Stuart Sutton December 20, 2019

Women’s organisations and senior lawyers have begun to look more closely at the use of ‘rough sex gone wrong’ as a defence to sexual crimes in the courtroom. Many have proposed a change in the law, following the discovery by researchers of a tenfold rise in the use of the argument in UK courts in cases where women have been killed.

Thirty UK women have died in the past decade following what was allegedly violent but consensual sexual activity. Of these cases, 17 resulted in a murder conviction, nine in a manslaughter conviction and two men were acquitted.

The use of ‘rough sex gone wrong’ in criminal defence cases

‘Rough sex gone wrong’ is not an official legal defence in UK law. However, it has been used to influence or negotiate with prosecutors to reduce a charge from murder to manslaughter, or to persuade the judge to impose a lesser sentence.
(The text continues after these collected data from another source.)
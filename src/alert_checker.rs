use std::collections::HashMap;
use std::sync::Arc;

use chrono::Utc;
use serde::Serialize;
use tokio::sync::{ Mutex, RwLock };
use tokio::time::{ Duration, Instant };

use crate::models::TrackedEntity;
use crate::notify::NotificationDispatcher;
use crate::services::poller::Poller;
use crate::store::StateStore;

/// Which half of the watchlist a cycle refreshes.
#[derive(Debug, Clone, Copy, PartialEq, Eq, Hash, Serialize)]
#[serde(rename_all = "snake_case")]
pub enum PollScope {
    Prices,
    Transactions,
}

impl PollScope {
    pub fn as_str(&self) -> &'static str {
        match self {
            PollScope::Prices => "prices",
            PollScope::Transactions => "transactions",
        }
    }

    fn includes(&self, entity: &TrackedEntity) -> bool {
        match self {
            PollScope::Prices => !entity.is_address(),
            PollScope::Transactions => entity.is_address(),
        }
    }
}

#[derive(Debug, Clone, Copy, PartialEq, Eq, Serialize)]
#[serde(rename_all = "snake_case")]
pub enum MonitorHealth {
    Healthy,
    Degraded,
    CredentialsExhausted,
}

/// Lets one warning through per interval.
pub struct WarningThrottle {
    interval: Duration,
    last: Mutex<Option<Instant>>,
}

impl WarningThrottle {
    pub fn new(interval: Duration) -> Self {
        Self {
            interval,
            last: Mutex::new(None),
        }
    }

    pub async fn allow(&self) -> bool {
        self.allow_at(Instant::now()).await
    }

    async fn allow_at(&self, now: Instant) -> bool {
        let mut last = self.last.lock().await;
        match *last {
            Some(prev) if now.duration_since(prev) < self.interval => false,
            _ => {
                *last = Some(now);
                true
            }
        }
    }
}

#[derive(Debug, Clone, Serialize)]
pub struct CycleReport {
    pub scope: PollScope,
    /// Another cycle of the same scope was still running.
    pub skipped: bool,
    pub polled: usize,
    pub updated: usize,
    pub failed: usize,
    pub discarded: usize,
    pub triggered: usize,
}

impl CycleReport {
    fn empty(scope: PollScope, skipped: bool) -> Self {
        Self {
            scope,
            skipped,
            polled: 0,
            updated: 0,
            failed: 0,
            discarded: 0,
            triggered: 0,
        }
    }
}

/// Runs poll cycles: fetch, evaluate and persist under one lock, then notify.
pub struct AlertChecker {
    store: Arc<StateStore>,
    poller: Arc<Poller>,
    dispatcher: NotificationDispatcher,
    throttle: WarningThrottle,
    prices_in_flight: Mutex<()>,
    transactions_in_flight: Mutex<()>,
    health: RwLock<HashMap<PollScope, MonitorHealth>>,
}

impl AlertChecker {
    pub fn new(
        store: Arc<StateStore>,
        poller: Arc<Poller>,
        dispatcher: NotificationDispatcher,
        warning_interval: Duration
    ) -> Self {
        Self {
            store,
            poller,
            dispatcher,
            throttle: WarningThrottle::new(warning_interval),
            prices_in_flight: Mutex::new(()),
            transactions_in_flight: Mutex::new(()),
            health: RwLock::new(HashMap::new()),
        }
    }

    pub fn store(&self) -> &Arc<StateStore> {
        &self.store
    }

    fn in_flight(&self, scope: PollScope) -> &Mutex<()> {
        match scope {
            PollScope::Prices => &self.prices_in_flight,
            PollScope::Transactions => &self.transactions_in_flight,
        }
    }

    /// Runs one cycle for `scope`. Returns immediately, marked skipped, if a cycle for the
    /// same scope is already running.
    pub async fn run_cycle(&self, scope: PollScope) -> CycleReport {
        let Ok(_guard) = self.in_flight(scope).try_lock() else {
            tracing::debug!(scope = scope.as_str(), "Previous cycle still running, skipping tick");
            return CycleReport::empty(scope, true);
        };

        let (entities, source) = self.store.read(|state| {
            let entities: Vec<TrackedEntity> = state.entities
                .iter()
                .filter(|e| scope.includes(e))
                .cloned()
                .collect();
            (entities, state.data_source)
        }).await;

        if entities.is_empty() {
            self.set_health(scope, MonitorHealth::Healthy).await;
            return CycleReport::empty(scope, false);
        }

        let results = match scope {
            PollScope::Prices => self.poller.poll_prices(&entities, source).await,
            PollScope::Transactions => self.poller.poll_transactions(&entities).await,
        };

        let applied = self.store
            .mutate(|state| Ok(state.apply_poll(&entities, results, Utc::now()))).await
            .unwrap_or_default();

        for event in &applied.events {
            self.dispatcher.dispatch(event).await;
        }

        let exhausted = applied.failures.iter().any(|(_, e)| e.is_exhaustion());
        let health = if exhausted {
            MonitorHealth::CredentialsExhausted
        } else if !applied.failures.is_empty() {
            MonitorHealth::Degraded
        } else {
            MonitorHealth::Healthy
        };
        let previous = self.set_health(scope, health).await;

        if exhausted {
            if previous != MonitorHealth::CredentialsExhausted {
                self.dispatcher.warn(
                    "All API credentials were rejected. The key pool was reset and will be retried from the first key on the next cycle."
                ).await;
            }
        } else if let Some((id, error)) = applied.failures.first() {
            if self.throttle.allow().await {
                self.dispatcher.warn(
                    &format!(
                        "{} of {} {} failed to refresh (e.g. {}: {})",
                        applied.failures.len(),
                        entities.len(),
                        scope.as_str(),
                        id,
                        error
                    )
                ).await;
            }
        }

        let report = CycleReport {
            scope,
            skipped: false,
            polled: entities.len(),
            updated: applied.updated,
            failed: applied.failures.len(),
            discarded: applied.discarded,
            triggered: applied.events.len(),
        };
        tracing::debug!(
            scope = scope.as_str(),
            source = %source,
            polled = report.polled,
            updated = report.updated,
            failed = report.failed,
            triggered = report.triggered,
            "Poll cycle finished"
        );
        report
    }

    async fn set_health(&self, scope: PollScope, health: MonitorHealth) -> MonitorHealth {
        self.health
            .write().await
            .insert(scope, health)
            .unwrap_or(MonitorHealth::Healthy)
    }

    pub async fn scope_health(&self, scope: PollScope) -> MonitorHealth {
        self.health.read().await.get(&scope).copied().unwrap_or(MonitorHealth::Healthy)
    }

    /// Worst health across scopes, with storage failures counting as degraded.
    pub async fn health(&self) -> MonitorHealth {
        let health = self.health.read().await;
        if health.values().any(|h| *h == MonitorHealth::CredentialsExhausted) {
            MonitorHealth::CredentialsExhausted
        } else if self.store.is_degraded() || health.values().any(|h| *h == MonitorHealth::Degraded) {
            MonitorHealth::Degraded
        } else {
            MonitorHealth::Healthy
        }
    }
}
The primary concept in rape cases, that of consent, is deemed to be no defence to injury or death. In the 1993 House of Lords case R v Brown, a group of men were convicted of assault and wounding, even though everyone involved had willingly participated in the sadomasochistic violence. However, the consensual sexual violence argument is increasingly finding its way into defence strategies in such cases heard today.

Director of End Violence Against Women, Sarah Green, said:

“Women monitoring femicides in the UK believe the so-called ‘rough sex defence’ is growing. It is deeply alarming, and at worst reflects the fact that defence is, actually, a business where some are willing to ‘test’ approaches that might win in court.”

Changes to the law have been put forward by MPs Harriet Harman and Mark Garnier. The changes to the Domestic Abuse Bill would incorporate the principles set out in R v Brown into legislation.

Barrister and lecturer at the University of Buckingham, Professor Susan Edwards, also believes that incorporating strangulation as a stand-alone offence should be considered. Strangulation is, in fact, the cause of around one-third of all deaths in spousal homicide cases.

This is in contrast to 30 years ago, where the most common argument in spousal homicide cases was that of provocation. This cultural shift makes it unclear as to whether there has been a significant rise in deaths by strangulation during sexual activity or whether the argument of consent to violent sexual activity is simply being used more often in homicide cases.